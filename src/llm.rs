//! Text-generation collaborator: message types, the [`TextGenerator`] seam,
//! and a reqwest client for OpenAI-compatible chat completions.

use std::time::Duration;

use async_trait::async_trait;
use reqwest::header::{HeaderMap, HeaderValue, AUTHORIZATION, CONTENT_TYPE};
use serde::{Deserialize, Serialize};
use tracing::debug;

use crate::{
    config::LlmSettings,
    errors::{NotebookError, Result},
};

#[derive(Debug, Clone, Copy, Serialize, Deserialize, PartialEq, Eq)]
#[serde(rename_all = "lowercase")]
pub enum Role {
    System,
    User,
    Assistant,
}

#[derive(Debug, Clone, Serialize, Deserialize, PartialEq, Eq)]
pub struct ImageUrl {
    pub url: String,
}

#[derive(Debug, Clone, Serialize, Deserialize, PartialEq, Eq)]
#[serde(tag = "type", rename_all = "snake_case")]
pub enum ContentPart {
    Text { text: String },
    ImageUrl { image_url: ImageUrl },
}

impl ContentPart {
    pub fn text(text: impl Into<String>) -> Self {
        ContentPart::Text { text: text.into() }
    }

    /// Inline image as a `data:` URL; `base64_data` must already be encoded
    pub fn image(mime_type: &str, base64_data: &str) -> Self {
        ContentPart::ImageUrl {
            image_url: ImageUrl {
                url: format!("data:{};base64,{}", mime_type, base64_data),
            },
        }
    }
}

#[derive(Debug, Clone, Serialize, Deserialize, PartialEq, Eq)]
#[serde(untagged)]
pub enum MessageContent {
    Text(String),
    Parts(Vec<ContentPart>),
}

#[derive(Debug, Clone, Serialize, Deserialize, PartialEq, Eq)]
pub struct ChatMessage {
    pub role: Role,
    pub content: MessageContent,
}

impl ChatMessage {
    pub fn new(role: Role, content: impl Into<String>) -> Self {
        Self {
            role,
            content: MessageContent::Text(content.into()),
        }
    }

    pub fn multimodal(role: Role, parts: Vec<ContentPart>) -> Self {
        Self {
            role,
            content: MessageContent::Parts(parts),
        }
    }

    /// Concatenated text content, ignoring images
    pub fn text(&self) -> String {
        match &self.content {
            MessageContent::Text(t) => t.clone(),
            MessageContent::Parts(parts) => parts
                .iter()
                .filter_map(|p| match p {
                    ContentPart::Text { text } => Some(text.as_str()),
                    ContentPart::ImageUrl { .. } => None,
                })
                .collect::<Vec<_>>()
                .join("\n"),
        }
    }
}

/// Completes a conversation into text
#[async_trait]
pub trait TextGenerator: Send + Sync {
    async fn complete(&self, messages: Vec<ChatMessage>) -> Result<String>;
}

#[derive(Debug)]
pub struct LlmClient {
    http: reqwest::Client,
    base_url: String,
    api_key: Option<String>,
    model: String,
    temperature: f32,
}

impl LlmClient {
    pub fn from_settings(settings: &LlmSettings) -> Result<Self> {
        let http = reqwest::Client::builder()
            .timeout(Duration::from_secs(settings.request_timeout_secs))
            .build()?;

        Ok(Self {
            http,
            base_url: settings.base_url.trim_end_matches('/').to_string(),
            api_key: settings.api_key(),
            model: settings.model.clone(),
            temperature: settings.temperature,
        })
    }

    pub fn model(&self) -> &str {
        &self.model
    }
}

#[async_trait]
impl TextGenerator for LlmClient {
    async fn complete(&self, messages: Vec<ChatMessage>) -> Result<String> {
        let url = format!("{}/chat/completions", self.base_url);

        let mut headers = HeaderMap::new();
        headers.insert(CONTENT_TYPE, HeaderValue::from_static("application/json"));
        if let Some(key) = &self.api_key {
            let hv = HeaderValue::from_str(&format!("Bearer {}", key))
                .map_err(|e| NotebookError::Config(format!("Invalid API key header: {}", e)))?;
            headers.insert(AUTHORIZATION, hv);
        }

        let body = serde_json::json!({
            "model": self.model,
            "temperature": self.temperature,
            "messages": messages,
        });

        let resp = self.http.post(url).headers(headers).json(&body).send().await?;

        if !resp.status().is_success() {
            let status = resp.status();
            let text = resp.text().await.unwrap_or_default();
            return Err(NotebookError::Generation(format!(
                "LLM error: {} - {}",
                status,
                text.trim()
            )));
        }

        let completion: Completion = resp.json().await?;
        debug!(
            "[LLM] {} returned {} choice(s)",
            self.model,
            completion.choices.len()
        );

        completion
            .choices
            .into_iter()
            .next()
            .and_then(|c| c.message.content)
            .ok_or_else(|| NotebookError::Generation("LLM returned no content".to_string()))
    }
}

// Minimal response structures for OpenAI-like completions
#[derive(Debug, Deserialize)]
struct Completion {
    choices: Vec<Choice>,
}

#[derive(Debug, Deserialize)]
struct Choice {
    message: CompletionMessage,
}

#[derive(Debug, Deserialize)]
struct CompletionMessage {
    content: Option<String>,
}
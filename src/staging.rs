use crate::{
    errors::{NotebookError, Result},
    session::SessionManager,
};
use futures::future::try_join_all;
use serde::{Deserialize, Serialize};
use std::path::Path;
use std::sync::Arc;
use tracing::{info, warn};

const TABULAR_MIME: &str = "text/csv";

/// A user-provided text file bound for the session's working directory
#[derive(Debug, Clone, Serialize, Deserialize, PartialEq, Eq)]
#[serde(rename_all = "camelCase")]
pub struct StagedFile {
    pub name: String,
    pub content: String,
    #[serde(default, skip_serializing_if = "Option::is_none")]
    pub mime_type: Option<String>,
}

impl StagedFile {
    pub fn new(name: impl Into<String>, content: impl Into<String>) -> Self {
        Self {
            name: name.into(),
            content: content.into(),
            mime_type: None,
        }
    }

    /// Read a local text file, naming it after its final path component
    pub async fn from_path(path: &Path) -> Result<Self> {
        let name = path
            .file_name()
            .and_then(|n| n.to_str())
            .ok_or_else(|| {
                NotebookError::Staging(format!("Not a file path: {}", path.display()))
            })?
            .to_string();
        let content = tokio::fs::read_to_string(path).await?;
        Ok(Self::new(name, content))
    }

    pub fn is_tabular(&self) -> bool {
        self.mime_type.as_deref() == Some(TABULAR_MIME)
            || self.name.to_ascii_lowercase().ends_with(".csv")
    }
}

/// Keep the first `max_lines` lines of a tabular file.
///
/// Other files, and a limit of zero, pass through untouched.
pub fn truncate_tabular(file: StagedFile, max_lines: usize) -> StagedFile {
    if max_lines == 0 || !file.is_tabular() {
        return file;
    }
    let content = file
        .content
        .split('\n')
        .take(max_lines)
        .collect::<Vec<_>>()
        .join("\n");
    StagedFile { content, ..file }
}

/// Writes files into the managed session
pub struct FileStager {
    sessions: Arc<SessionManager>,
}

impl FileStager {
    pub fn new(sessions: Arc<SessionManager>) -> Self {
        Self { sessions }
    }

    /// Write every file concurrently and return their names in input order.
    ///
    /// Any failed write fails the whole call. Writes that already landed are
    /// not rolled back.
    pub async fn stage_files(&self, files: &[StagedFile]) -> Result<Vec<String>> {
        let handle = self.sessions.ensure_session().await?;
        let session = handle.session;

        let writes = files.iter().map(|file| {
            let session = session.clone();
            async move {
                session
                    .write_file(&file.name, &file.content)
                    .await
                    .map_err(|e| match e {
                        NotebookError::Staging(_) => e,
                        other => NotebookError::Staging(format!("{}: {}", file.name, other)),
                    })?;
                Ok::<_, NotebookError>(file.name.clone())
            }
        });

        match try_join_all(writes).await {
            Ok(names) => {
                info!(
                    "[STAGING] Wrote {} file(s) to session {}",
                    names.len(),
                    session.id()
                );
                Ok(names)
            }
            Err(e) => {
                warn!("[STAGING] {}", e);
                Err(e)
            }
        }
    }
}
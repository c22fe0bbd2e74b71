use thiserror::Error;

pub type Result<T> = std::result::Result<T, NotebookError>;

#[derive(Error, Debug)]
pub enum NotebookError {
    #[error("Failed to initialize sandbox: {0}")]
    SessionInit(String),

    #[error("Sandbox session has expired")]
    SessionExpired,

    #[error("Execution failed: {0}")]
    Execution(String),

    #[error("File staging failed: {0}")]
    Staging(String),

    #[error("Code generation failed: {0}")]
    Generation(String),

    #[error("Output analysis failed: {0}")]
    Analysis(String),

    #[error("Code fix failed: {0}")]
    Fix(String),

    #[error("AI-generated code must be reviewed before it runs")]
    ReviewRequired,

    #[error("Configuration error: {0}")]
    Config(String),

    #[error("HTTP error: {0}")]
    Http(#[from] reqwest::Error),

    #[error("JSON error: {0}")]
    Json(#[from] serde_json::Error),

    #[error("IO error: {0}")]
    Io(#[from] std::io::Error),

    #[error("Internal error: {0}")]
    Internal(String),
}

▬▬▬▬▬▬

### What is required
Some lines in the data above hold the string "tracing". Find and copy each of them.

### Finished task
use tracing::debug;
use tracing::{info, warn};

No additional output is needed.